Más allá del navegador: control de aplicaciones de escritorio
Un diferenciador clave para Lux es su capacidad para controlar aplicaciones en todo un sistema operativo de escritorio, incluidos los productos Slack, Excel y Adobe, no solo dentro de los navegadores web. La mayoría de los agentes comerciales existentes se limitan a tareas basadas en navegador, excluyendo una amplia gama de flujos de trabajo de productividad. OpenAGI se está asociando con Intel para optimizar Lux para dispositivos perimetrales, permitiendo la ejecución local en computadoras portátiles y estaciones de trabajo sin depender de la infraestructura de la nube.
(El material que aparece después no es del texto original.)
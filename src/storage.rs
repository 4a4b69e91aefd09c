//! Text storage capability.
//!
//! The applier never touches the filesystem directly; it goes through a
//! [`TextStorage`]. [`FsStorage`] is the real thing, [`MemoryStorage`] backs
//! unit tests, and [`OverlayStorage`] stages writes over another storage for
//! previews.

use std::collections::{HashMap, HashSet};
use std::fs;
use std::io::{self, Write};
use std::path::{Path, PathBuf};

/// Read/write access to whole text files.
pub trait TextStorage {
    fn exists(&self, path: &Path) -> bool;

    /// Read the full content as UTF-8. Decode failures are `InvalidData` errors.
    fn read(&self, path: &Path) -> io::Result<String>;

    /// Replace the full content of `path`.
    fn write(&mut self, path: &Path, text: &str) -> io::Result<()>;

    fn remove(&mut self, path: &Path) -> io::Result<()>;
}

/// Filesystem storage with atomic writes.
#[derive(Debug, Clone, Copy, Default)]
pub struct FsStorage;

impl TextStorage for FsStorage {
    fn exists(&self, path: &Path) -> bool {
        path.is_file()
    }

    fn read(&self, path: &Path) -> io::Result<String> {
        fs::read_to_string(path)
    }

    fn write(&mut self, path: &Path, text: &str) -> io::Result<()> {
        atomic_write(path, text.as_bytes())
    }

    fn remove(&mut self, path: &Path) -> io::Result<()> {
        fs::remove_file(path)
    }
}

/// Atomic file write: tempfile + fsync + rename.
///
/// Either the full write succeeds or the target is left untouched.
fn atomic_write(path: &Path, content: &[u8]) -> io::Result<()> {
    // Same directory so the rename stays on one filesystem
    let parent = match path.parent() {
        Some(parent) if !parent.as_os_str().is_empty() => parent,
        Some(_) => Path::new("."),
        None => {
            return Err(io::Error::new(
                io::ErrorKind::InvalidInput,
                "Path has no parent directory",
            ))
        }
    };

    let mut temp = tempfile::NamedTempFile::new_in(parent)?;
    temp.write_all(content)?;
    temp.as_file().sync_all()?;

    // Keep the original permissions; NamedTempFile is created 0600
    if let Ok(metadata) = fs::metadata(path) {
        temp.as_file().set_permissions(metadata.permissions())?;
    }

    temp.persist(path).map_err(|e| e.error)?;
    Ok(())
}

/// In-memory storage keyed by path.
#[derive(Debug, Clone, Default)]
pub struct MemoryStorage {
    files: HashMap<PathBuf, String>,
    writes: usize,
}

impl MemoryStorage {
    pub fn new() -> Self {
        Self::default()
    }

    pub fn with_file(mut self, path: impl Into<PathBuf>, text: impl Into<String>) -> Self {
        self.files.insert(path.into(), text.into());
        self
    }

    pub fn get(&self, path: impl AsRef<Path>) -> Option<&str> {
        self.files.get(path.as_ref()).map(String::as_str)
    }

    /// Number of successful `write` calls so far.
    pub fn write_count(&self) -> usize {
        self.writes
    }
}

impl TextStorage for MemoryStorage {
    fn exists(&self, path: &Path) -> bool {
        self.files.contains_key(path)
    }

    fn read(&self, path: &Path) -> io::Result<String> {
        self.files.get(path).cloned().ok_or_else(|| {
            io::Error::new(
                io::ErrorKind::NotFound,
                format!("no such file: {}", path.display()),
            )
        })
    }

    fn write(&mut self, path: &Path, text: &str) -> io::Result<()> {
        self.files.insert(path.to_path_buf(), text.to_string());
        self.writes += 1;
        Ok(())
    }

    fn remove(&mut self, path: &Path) -> io::Result<()> {
        self.files.remove(path).map(|_| ()).ok_or_else(|| {
            io::Error::new(
                io::ErrorKind::NotFound,
                format!("no such file: {}", path.display()),
            )
        })
    }
}

/// Copy-on-write view over a read-only base storage.
///
/// Writes and removals are staged in memory and never reach the base, while
/// reads see the staged state first. A preview of several manifests run over
/// one overlay sees each file exactly as the real run would.
#[derive(Debug)]
pub struct OverlayStorage<'a, S: ?Sized> {
    base: &'a S,
    staged: HashMap<PathBuf, String>,
    removed: HashSet<PathBuf>,
}

impl<'a, S: TextStorage + ?Sized> OverlayStorage<'a, S> {
    pub fn new(base: &'a S) -> Self {
        Self {
            base,
            staged: HashMap::new(),
            removed: HashSet::new(),
        }
    }
}

impl<S: TextStorage + ?Sized> TextStorage for OverlayStorage<'_, S> {
    fn exists(&self, path: &Path) -> bool {
        self.staged.contains_key(path) || (!self.removed.contains(path) && self.base.exists(path))
    }

    fn read(&self, path: &Path) -> io::Result<String> {
        if let Some(text) = self.staged.get(path) {
            return Ok(text.clone());
        }
        if self.removed.contains(path) {
            return Err(io::Error::new(
                io::ErrorKind::NotFound,
                format!("no such file: {}", path.display()),
            ));
        }
        self.base.read(path)
    }

    fn write(&mut self, path: &Path, text: &str) -> io::Result<()> {
        self.removed.remove(path);
        self.staged.insert(path.to_path_buf(), text.to_string());
        Ok(())
    }

    fn remove(&mut self, path: &Path) -> io::Result<()> {
        if !self.exists(path) {
            return Err(io::Error::new(
                io::ErrorKind::NotFound,
                format!("no such file: {}", path.display()),
            ));
        }
        self.staged.remove(path);
        self.removed.insert(path.to_path_buf());
        Ok(())
    }
}

#[cfg(test)]
mod tests {
    use super::*;

    #[test]
    fn test_atomic_write_replaces_content() {
        let temp_dir = tempfile::tempdir().unwrap();
        let file_path = temp_dir.path().join("App.tsx");
        fs::write(&file_path, "original content").unwrap();

        let mut storage = FsStorage;
        storage.write(&file_path, "modified content").unwrap();

        assert_eq!(fs::read_to_string(&file_path).unwrap(), "modified content");
    }

    #[test]
    #[cfg(unix)]
    fn test_atomic_write_keeps_permissions() {
        use std::os::unix::fs::PermissionsExt;

        let temp_dir = tempfile::tempdir().unwrap();
        let file_path = temp_dir.path().join("App.tsx");
        fs::write(&file_path, "x").unwrap();
        fs::set_permissions(&file_path, fs::Permissions::from_mode(0o644)).unwrap();

        FsStorage.write(&file_path, "y").unwrap();

        let mode = fs::metadata(&file_path).unwrap().permissions().mode();
        assert_eq!(mode & 0o777, 0o644);
    }

    #[test]
    fn test_fs_read_rejects_invalid_utf8() {
        let temp_dir = tempfile::tempdir().unwrap();
        let file_path = temp_dir.path().join("binary.tsx");
        fs::write(&file_path, [0xff, 0xfe, 0x00]).unwrap();

        let err = FsStorage.read(&file_path).unwrap_err();
        assert_eq!(err.kind(), io::ErrorKind::InvalidData);
    }

    #[test]
    fn test_fs_exists_ignores_directories() {
        let temp_dir = tempfile::tempdir().unwrap();
        assert!(!FsStorage.exists(temp_dir.path()));
    }

    #[test]
    fn test_memory_storage_roundtrip() {
        let mut storage = MemoryStorage::new().with_file("a.tsx", "one");
        assert!(storage.exists(Path::new("a.tsx")));
        storage.write(Path::new("a.tsx"), "two").unwrap();
        assert_eq!(storage.get("a.tsx"), Some("two"));
        assert_eq!(storage.write_count(), 1);
        storage.remove(Path::new("a.tsx")).unwrap();
        assert!(!storage.exists(Path::new("a.tsx")));
    }

    #[test]
    fn test_overlay_stages_writes() {
        let base = MemoryStorage::new().with_file("a.tsx", "one");
        let mut overlay = OverlayStorage::new(&base);

        overlay.write(Path::new("a.tsx"), "two").unwrap();
        overlay.write(Path::new("b.tsx"), "new").unwrap();

        assert_eq!(overlay.read(Path::new("a.tsx")).unwrap(), "two");
        assert!(overlay.exists(Path::new("b.tsx")));
        assert_eq!(base.get("a.tsx"), Some("one"));
        assert!(!base.exists(Path::new("b.tsx")));
        assert_eq!(base.write_count(), 0);
    }

    #[test]
    fn test_overlay_remove_hides_base_file() {
        let base = MemoryStorage::new().with_file("a.tsx", "one");
        let mut overlay = OverlayStorage::new(&base);

        overlay.remove(Path::new("a.tsx")).unwrap();

        assert!(!overlay.exists(Path::new("a.tsx")));
        assert!(overlay.read(Path::new("a.tsx")).is_err());
        assert!(overlay.remove(Path::new("a.tsx")).is_err());
        assert!(base.exists(Path::new("a.tsx")));
    }
}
El contexto más amplio: La capacidad de controlar aplicaciones de escritorio amplía significativamente el mercado al que se dirigen los agentes de uso informático, haciéndolos más valiosos para tareas empresariales complejas.
Preocupaciones por la seguridad y la carrera por construir una IA confiable
Los agentes de uso de computadoras presentan nuevos desafíos de seguridad. Una IA capaz de interactuar con aplicaciones podría causar daños si se la dirige incorrectamente: transferir fondos, eliminar archivos o extraer datos. OpenAGI afirma haber incorporado medidas de seguridad en Lux, rechazando acciones que violen sus políticas de seguridad y alertando al usuario. Sin embargo, los investigadores de seguridad ya han demostrado vulnerabilidades en sistemas de agentes anteriores, destacando la necesidad de contar con defensas sólidas contra ataques adversarios.
El fundador: un historial de éxito del código abierto
Zengyi Qin aporta una combinación única de rigor académico y experiencia empresarial a OpenAGI. Tiene un doctorado del MIT y anteriormente ha creado modelos de IA ampliamente adoptados, incluido JetMoE (superando al LLaMA2-7B de Meta por una fracción del costo) y OpenVoice (uno de los proyectos de código abierto más populares de GitHub). Su plataforma anterior, MyShell, atrajo a seis millones de usuarios que en conjunto crearon más de 200.000 agentes de IA.
La carrera de los mil millones de dólares: implicaciones para la industria
El mercado de agentes de uso informático ha atraído intensas inversiones de gigantes tecnológicos como OpenAI, Anthropic, Google y Microsoft. Sin embargo, la adopción empresarial se ha visto limitada por preocupaciones sobre la confiabilidad y la seguridad. La afirmación de OpenAGI de un rendimiento superior a un costo menor desafía a los actores establecidos, sugiriendo que la innovación no necesariamente requiere los mayores presupuestos.
En última instancia, aún está por verse si OpenAGI puede traducir su éxito de referencia en confiabilidad en el mundo real. La industria de la IA tiene un historial de demostraciones prometedoras que no logran funcionar en producción. Pero si Lux funciona como se anuncia, podría redefinir el camino hacia agentes de IA capaces, demostrando que un equipo pequeño con el enfoque correcto puede competir con los gigantes de la industria.